According to a research in the Journal of the American College of Cardiology, smoking increases the risk of heart disease in men and women, but women are significantly more likely to smoke than men, especially women under the age of 50. Increased by more than 13 times.

The study analyzed data from 3343 patients with ST-segment elevation myocardial infarction (STEMI) in three age groups: 18-49 years, 50-64 years, and >65 years.

The current proportion of smokers is similar between genders, with 46.8% of female patients and 47.6% of male patients.

The researchers found that the current rate of peak myocardial infarction in women was 70-79 years old (235/100,000 person-years) and men were in the 50-59 age group (425/100,000 person-years).

Smoking causes a significantly higher incidence of myocardial infarction in women than in men. The greatest difference in relative risk between male and female smokers is in the 50-64 age group.

The 18-49 age group, the youngest group, whether male or female, has the greatest risk of smoking.

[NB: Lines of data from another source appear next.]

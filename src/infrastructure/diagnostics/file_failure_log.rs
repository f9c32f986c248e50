use std::path::PathBuf;

use async_trait::async_trait;
use tokio::io::AsyncWriteExt;
use tokio::sync::Mutex;

use crate::application::ports::FailureLog;
use crate::domain::SessionId;

const ENTRY_SEPARATOR: &str = "----------------";

/// Appends one block per failed run to a plain-text file.
pub struct FileFailureLog {
    path: PathBuf,
    write_lock: Mutex<()>,
}

impl FileFailureLog {
    pub fn new(path: impl Into<PathBuf>) -> Self {
        Self {
            path: path.into(),
            write_lock: Mutex::new(()),
        }
    }
}

#[async_trait]
impl FailureLog for FileFailureLog {
    async fn record(&self, session_id: &SessionId, detail: &str) -> std::io::Result<()> {
        let entry = format!(
            "\n[{}] {} ERROR:\n{}\n{}\n",
            session_id,
            chrono::Utc::now().to_rfc3339(),
            detail,
            ENTRY_SEPARATOR
        );

        let _guard = self.write_lock.lock().await;
        let mut file = tokio::fs::OpenOptions::new()
            .create(true)
            .append(true)
            .open(&self.path)
            .await?;
        file.write_all(entry.as_bytes()).await?;
        file.flush().await
    }
}
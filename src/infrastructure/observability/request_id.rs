use axum::extract::Request;
use axum::http::HeaderValue;
use axum::middleware::Next;
use axum::response::Response;
use tracing::Instrument;
use uuid::Uuid;

pub const REQUEST_ID_HEADER: &str = "x-request-id";

const MAX_REQUEST_ID_LEN: usize = 64;

/// The caller's id when it is short and printable, otherwise a fresh UUID.
/// Ids end up in every log line of the request, so arbitrary header
/// content is not trusted.
pub fn resolve_request_id(supplied: Option<&str>) -> String {
    supplied
        .map(str::trim)
        .filter(|id| {
            !id.is_empty()
                && id.len() <= MAX_REQUEST_ID_LEN
                && id
                    .bytes()
                    .all(|b| b.is_ascii_alphanumeric() || matches!(b, b'-' | b'_' | b'.' | b':'))
        })
        .map(String::from)
        .unwrap_or_else(|| Uuid::new_v4().to_string())
}

/// Runs the request inside an `http_request` span keyed by its id and
/// echoes the id on the response.
pub async fn request_id_middleware(request: Request, next: Next) -> Response {
    let request_id = resolve_request_id(
        request
            .headers()
            .get(REQUEST_ID_HEADER)
            .and_then(|v| v.to_str().ok()),
    );

    let span = tracing::info_span!(
        "http_request",
        request_id = %request_id,
        method = %request.method(),
        path = %request.uri().path()
    );

    let mut response = next.run(request).instrument(span).await;

    if let Ok(value) = HeaderValue::from_str(&request_id) {
        response.headers_mut().insert(REQUEST_ID_HEADER, value);
    }
    response
}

However, female smokers in this age group were more than 13 times more likely to have a heart attack than non-smokers in the same age group, and the risk of male smokers increased 8.6 times.

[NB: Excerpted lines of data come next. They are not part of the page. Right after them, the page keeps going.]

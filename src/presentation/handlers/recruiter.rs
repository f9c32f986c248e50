use axum::Json;
use axum::extract::{Path, State};
use axum::http::StatusCode;
use axum::response::{IntoResponse, Response};
use chrono::{DateTime, Utc};
use serde::Serialize;

use crate::application::services::{EnqueueError, EnqueueOutcome};
use crate::domain::{InterviewScore, InterviewSession, Recommendation, SessionId, TranscriptSegment};
use crate::presentation::state::AppState;

use super::error::error_response;

#[derive(Serialize)]
pub struct SessionSummary {
    pub id: String,
    pub candidate_name: String,
    pub candidate_email: String,
    pub status: &'static str,
    pub recommendation: Option<Recommendation>,
    pub created_at: DateTime<Utc>,
    pub updated_at: DateTime<Utc>,
}

impl From<&InterviewSession> for SessionSummary {
    fn from(session: &InterviewSession) -> Self {
        Self {
            id: session.id.to_string(),
            candidate_name: session.candidate_name.clone(),
            candidate_email: session.candidate_email.clone(),
            status: session.status.as_str(),
            recommendation: session.score.as_ref().map(|s| s.overall.recommendation),
            created_at: session.created_at,
            updated_at: session.updated_at,
        }
    }
}

#[derive(Serialize)]
pub struct SessionDetail {
    #[serde(flatten)]
    pub summary: SessionSummary,
    /// Time-limited playback URL; absent when there is no recording.
    pub video_url: Option<String>,
    pub transcript: Option<String>,
    pub segments: Option<Vec<TranscriptSegment>>,
    pub score: Option<InterviewScore>,
}

#[derive(Serialize)]
pub struct RetryResponse {
    pub session_id: String,
    pub outcome: &'static str,
}

#[tracing::instrument(skip(state))]
pub async fn list_interviews_handler(State(state): State<AppState>) -> Response {
    match state.session_repository.list().await {
        Ok(sessions) => {
            let summaries: Vec<SessionSummary> = sessions.iter().map(SessionSummary::from).collect();
            Json(summaries).into_response()
        }
        Err(e) => {
            tracing::error!(error = %e, "Failed to list sessions");
            error_response(StatusCode::INTERNAL_SERVER_ERROR, "Failed to list interviews")
        }
    }
}

#[tracing::instrument(skip(state), fields(session_id = %session_id))]
pub async fn get_interview_handler(
    State(state): State<AppState>,
    Path(session_id): Path<String>,
) -> Response {
    let session = match state
        .session_repository
        .get_by_id(&SessionId::from_raw(session_id))
        .await
    {
        Ok(Some(session)) => session,
        Ok(None) => return error_response(StatusCode::NOT_FOUND, "Not found"),
        Err(e) => {
            tracing::error!(error = %e, "Failed to load session");
            return error_response(StatusCode::INTERNAL_SERVER_ERROR, "Failed to load interview");
        }
    };

    let video_url = match &session.recording {
        Some(path) => match state
            .blob_store
            .signed_read_url(path, state.recording_url_ttl)
            .await
        {
            Ok(url) => Some(url),
            Err(e) => {
                tracing::warn!(error = %e, path = %path, "Failed to sign recording url");
                None
            }
        },
        None => None,
    };

    Json(SessionDetail {
        summary: SessionSummary::from(&session),
        video_url,
        transcript: session.transcript,
        segments: session.segments,
        score: session.score,
    })
    .into_response()
}

#[tracing::instrument(skip(state), fields(session_id = %session_id))]
pub async fn retry_interview_handler(
    State(state): State<AppState>,
    Path(session_id): Path<String>,
) -> Response {
    let session_id = SessionId::from_raw(session_id);
    match state.session_repository.get_by_id(&session_id).await {
        Ok(Some(session)) if session.recording.is_some() => {}
        Ok(Some(_)) => {
            return error_response(StatusCode::CONFLICT, "Interview has no recording to process");
        }
        Ok(None) => return error_response(StatusCode::NOT_FOUND, "Not found"),
        Err(e) => {
            tracing::error!(error = %e, "Failed to load session");
            return error_response(StatusCode::INTERNAL_SERVER_ERROR, "Failed to load interview");
        }
    }

    let outcome = match state.processing_queue.enqueue(session_id.clone()) {
        Ok(EnqueueOutcome::Queued) => "queued",
        Ok(EnqueueOutcome::AlreadyInFlight) => "already_in_flight",
        Err(e @ (EnqueueError::QueueFull | EnqueueError::Closed)) => {
            return error_response(StatusCode::SERVICE_UNAVAILABLE, e.to_string());
        }
    };
    tracing::info!(outcome, "Processing retry requested");

    (
        StatusCode::ACCEPTED,
        Json(RetryResponse {
            session_id: session_id.to_string(),
            outcome,
        }),
    )
        .into_response()
}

The study also found that despite the increased risk, smokers can reduce their risk to the level of never-smokers within one month of quitting.

The authors of the study analyzed several possible reasons why smoking may cause a greater risk of myocardial infarction in female smokers:

First, smoking may reduce serum estrogen levels that are protective against atherosclerosis.

Second, the male coronary artery has a larger inner diameter than females, and chronic inflammation caused by smoking may result in a severe degree of arterial stenosis in women.

Third, some vascular diseases are more common in women with myocardial infarction, including vasospasm, vasculitis, and spontaneous coronary dissection.